Assigned task: Take the data below and copy exactly the lines starting at the one with "repository 7f75627ce65df044" and finishing at the one with "pub fn with_default_filter(mut", both included.
[[ Given records, beginning ]]
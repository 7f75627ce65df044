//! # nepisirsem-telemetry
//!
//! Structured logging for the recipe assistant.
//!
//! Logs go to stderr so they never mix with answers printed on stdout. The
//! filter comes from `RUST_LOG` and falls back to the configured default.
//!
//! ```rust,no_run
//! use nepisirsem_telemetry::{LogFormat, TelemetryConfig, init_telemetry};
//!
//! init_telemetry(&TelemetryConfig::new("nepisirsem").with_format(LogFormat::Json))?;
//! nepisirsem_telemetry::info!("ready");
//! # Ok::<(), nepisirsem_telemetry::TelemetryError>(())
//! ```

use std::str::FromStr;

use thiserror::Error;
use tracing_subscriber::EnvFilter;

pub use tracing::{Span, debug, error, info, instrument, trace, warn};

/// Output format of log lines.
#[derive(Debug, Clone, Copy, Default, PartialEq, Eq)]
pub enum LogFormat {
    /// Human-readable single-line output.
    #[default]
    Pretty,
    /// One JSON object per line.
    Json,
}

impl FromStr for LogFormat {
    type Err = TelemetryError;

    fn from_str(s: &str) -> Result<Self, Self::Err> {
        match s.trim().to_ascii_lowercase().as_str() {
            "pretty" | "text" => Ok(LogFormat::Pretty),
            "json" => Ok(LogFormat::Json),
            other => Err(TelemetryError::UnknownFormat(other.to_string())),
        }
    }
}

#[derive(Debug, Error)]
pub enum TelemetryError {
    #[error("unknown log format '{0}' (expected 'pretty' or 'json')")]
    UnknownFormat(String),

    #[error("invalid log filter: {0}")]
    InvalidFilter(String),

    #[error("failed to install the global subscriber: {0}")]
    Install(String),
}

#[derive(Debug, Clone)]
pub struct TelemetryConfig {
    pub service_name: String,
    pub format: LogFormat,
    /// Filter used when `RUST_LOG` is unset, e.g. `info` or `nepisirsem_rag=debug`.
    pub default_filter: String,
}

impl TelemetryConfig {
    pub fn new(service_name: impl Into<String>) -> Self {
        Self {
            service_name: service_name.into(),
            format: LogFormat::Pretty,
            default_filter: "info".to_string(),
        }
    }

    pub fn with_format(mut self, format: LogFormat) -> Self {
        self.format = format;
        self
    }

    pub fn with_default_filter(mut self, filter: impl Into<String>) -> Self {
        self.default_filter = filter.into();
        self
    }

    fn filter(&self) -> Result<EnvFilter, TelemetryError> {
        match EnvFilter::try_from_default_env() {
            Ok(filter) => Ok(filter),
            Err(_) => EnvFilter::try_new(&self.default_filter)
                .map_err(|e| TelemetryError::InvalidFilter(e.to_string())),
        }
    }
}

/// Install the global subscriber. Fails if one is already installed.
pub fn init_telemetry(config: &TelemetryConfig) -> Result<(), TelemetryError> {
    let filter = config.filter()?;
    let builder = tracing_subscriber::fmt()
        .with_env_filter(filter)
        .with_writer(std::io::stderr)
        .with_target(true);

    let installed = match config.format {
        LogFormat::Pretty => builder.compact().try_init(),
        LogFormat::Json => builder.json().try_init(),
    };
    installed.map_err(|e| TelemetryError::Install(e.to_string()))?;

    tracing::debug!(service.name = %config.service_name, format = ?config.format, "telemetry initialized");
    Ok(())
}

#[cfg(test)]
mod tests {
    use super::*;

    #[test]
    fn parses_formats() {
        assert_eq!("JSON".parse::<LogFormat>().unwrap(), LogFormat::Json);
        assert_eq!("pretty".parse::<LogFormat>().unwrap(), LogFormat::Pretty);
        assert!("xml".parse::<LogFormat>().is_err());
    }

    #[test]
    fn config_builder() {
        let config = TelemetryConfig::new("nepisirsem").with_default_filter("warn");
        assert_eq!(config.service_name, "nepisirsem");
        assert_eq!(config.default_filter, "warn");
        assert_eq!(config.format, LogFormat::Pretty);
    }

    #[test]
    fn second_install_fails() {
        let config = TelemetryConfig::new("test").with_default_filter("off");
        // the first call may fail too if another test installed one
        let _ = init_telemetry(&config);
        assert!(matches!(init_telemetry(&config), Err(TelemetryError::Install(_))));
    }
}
[[ Given records, end ]]
[[ Given records, beginning ]]
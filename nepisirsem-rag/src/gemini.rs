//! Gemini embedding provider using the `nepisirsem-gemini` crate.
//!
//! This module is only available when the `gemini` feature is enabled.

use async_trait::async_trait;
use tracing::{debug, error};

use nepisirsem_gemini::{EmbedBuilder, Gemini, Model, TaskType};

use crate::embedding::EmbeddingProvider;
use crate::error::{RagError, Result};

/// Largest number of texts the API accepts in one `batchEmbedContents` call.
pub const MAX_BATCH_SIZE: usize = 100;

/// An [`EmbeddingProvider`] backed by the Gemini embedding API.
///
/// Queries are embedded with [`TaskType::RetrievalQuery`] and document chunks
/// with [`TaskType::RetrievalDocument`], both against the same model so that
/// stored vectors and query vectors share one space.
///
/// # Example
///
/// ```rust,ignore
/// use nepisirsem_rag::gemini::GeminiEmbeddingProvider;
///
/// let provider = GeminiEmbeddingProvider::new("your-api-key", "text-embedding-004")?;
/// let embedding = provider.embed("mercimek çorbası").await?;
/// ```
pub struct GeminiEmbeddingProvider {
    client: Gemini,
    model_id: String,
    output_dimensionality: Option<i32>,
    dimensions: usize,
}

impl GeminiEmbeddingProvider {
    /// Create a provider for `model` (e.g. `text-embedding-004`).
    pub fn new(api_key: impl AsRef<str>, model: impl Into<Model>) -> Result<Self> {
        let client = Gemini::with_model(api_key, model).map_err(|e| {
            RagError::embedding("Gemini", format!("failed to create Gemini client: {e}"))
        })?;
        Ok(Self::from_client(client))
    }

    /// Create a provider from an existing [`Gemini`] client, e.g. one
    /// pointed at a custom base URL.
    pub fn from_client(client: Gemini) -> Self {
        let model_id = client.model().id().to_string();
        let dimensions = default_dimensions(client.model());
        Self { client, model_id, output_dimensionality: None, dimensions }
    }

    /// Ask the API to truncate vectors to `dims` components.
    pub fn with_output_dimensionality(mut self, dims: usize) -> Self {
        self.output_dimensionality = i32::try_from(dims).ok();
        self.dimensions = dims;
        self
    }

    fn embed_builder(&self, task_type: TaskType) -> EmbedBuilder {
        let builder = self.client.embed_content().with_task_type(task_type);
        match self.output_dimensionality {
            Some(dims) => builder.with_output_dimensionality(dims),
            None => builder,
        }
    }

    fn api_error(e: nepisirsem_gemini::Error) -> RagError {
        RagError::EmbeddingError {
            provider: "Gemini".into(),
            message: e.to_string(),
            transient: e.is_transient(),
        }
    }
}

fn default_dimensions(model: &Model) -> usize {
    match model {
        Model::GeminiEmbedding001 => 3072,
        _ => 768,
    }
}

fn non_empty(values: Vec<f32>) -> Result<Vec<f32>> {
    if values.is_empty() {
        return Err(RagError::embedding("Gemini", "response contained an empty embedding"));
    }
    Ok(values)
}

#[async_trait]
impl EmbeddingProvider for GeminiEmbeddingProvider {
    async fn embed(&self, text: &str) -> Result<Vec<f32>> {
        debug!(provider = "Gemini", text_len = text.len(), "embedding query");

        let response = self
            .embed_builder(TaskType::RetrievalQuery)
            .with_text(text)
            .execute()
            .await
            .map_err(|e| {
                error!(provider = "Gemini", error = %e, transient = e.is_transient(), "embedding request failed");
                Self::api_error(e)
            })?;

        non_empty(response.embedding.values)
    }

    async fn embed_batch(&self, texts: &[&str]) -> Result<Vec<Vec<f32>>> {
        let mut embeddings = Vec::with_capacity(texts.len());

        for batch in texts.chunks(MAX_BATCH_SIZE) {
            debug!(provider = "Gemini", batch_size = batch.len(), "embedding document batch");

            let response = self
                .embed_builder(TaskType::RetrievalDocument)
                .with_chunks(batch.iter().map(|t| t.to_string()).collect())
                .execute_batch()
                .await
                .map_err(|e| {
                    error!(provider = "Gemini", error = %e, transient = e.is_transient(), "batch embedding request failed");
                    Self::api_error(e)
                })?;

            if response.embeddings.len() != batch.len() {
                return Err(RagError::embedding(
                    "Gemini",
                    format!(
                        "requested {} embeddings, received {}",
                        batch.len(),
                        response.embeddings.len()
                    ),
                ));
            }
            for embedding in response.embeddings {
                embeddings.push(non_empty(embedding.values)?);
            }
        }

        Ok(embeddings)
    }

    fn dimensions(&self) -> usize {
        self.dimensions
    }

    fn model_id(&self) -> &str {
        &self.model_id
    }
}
[[ Given records, end ]]
Finished task:
repository 7f75627ce65df044
//! # nepisirsem-telemetry
//!
//! Structured logging for the recipe assistant.
//!
//! Logs go to stderr so they never mix with answers printed on stdout. The
//! filter comes from `RUST_LOG` and falls back to the configured default.
//!
//! ```rust,no_run
//! use nepisirsem_telemetry::{LogFormat, TelemetryConfig, init_telemetry};
//!
//! init_telemetry(&TelemetryConfig::new("nepisirsem").with_format(LogFormat::Json))?;
//! nepisirsem_telemetry::info!("ready");
//! # Ok::<(), nepisirsem_telemetry::TelemetryError>(())
//! ```

use std::str::FromStr;

use thiserror::Error;
use tracing_subscriber::EnvFilter;

pub use tracing::{Span, debug, error, info, instrument, trace, warn};

/// Output format of log lines.
#[derive(Debug, Clone, Copy, Default, PartialEq, Eq)]
pub enum LogFormat {
    /// Human-readable single-line output.
    #[default]
    Pretty,
    /// One JSON object per line.
    Json,
}

impl FromStr for LogFormat {
    type Err = TelemetryError;

    fn from_str(s: &str) -> Result<Self, Self::Err> {
        match s.trim().to_ascii_lowercase().as_str() {
            "pretty" | "text" => Ok(LogFormat::Pretty),
            "json" => Ok(LogFormat::Json),
            other => Err(TelemetryError::UnknownFormat(other.to_string())),
        }
    }
}

#[derive(Debug, Error)]
pub enum TelemetryError {
    #[error("unknown log format '{0}' (expected 'pretty' or 'json')")]
    UnknownFormat(String),

    #[error("invalid log filter: {0}")]
    InvalidFilter(String),

    #[error("failed to install the global subscriber: {0}")]
    Install(String),
}

#[derive(Debug, Clone)]
pub struct TelemetryConfig {
    pub service_name: String,
    pub format: LogFormat,
    /// Filter used when `RUST_LOG` is unset, e.g. `info` or `nepisirsem_rag=debug`.
    pub default_filter: String,
}

impl TelemetryConfig {
    pub fn new(service_name: impl Into<String>) -> Self {
        Self {
            service_name: service_name.into(),
            format: LogFormat::Pretty,
            default_filter: "info".to_string(),
        }
    }

    pub fn with_format(mut self, format: LogFormat) -> Self {
        self.format = format;
        self
    }

    pub fn with_default_filter(mut self, filter: impl Into<String>) -> Self {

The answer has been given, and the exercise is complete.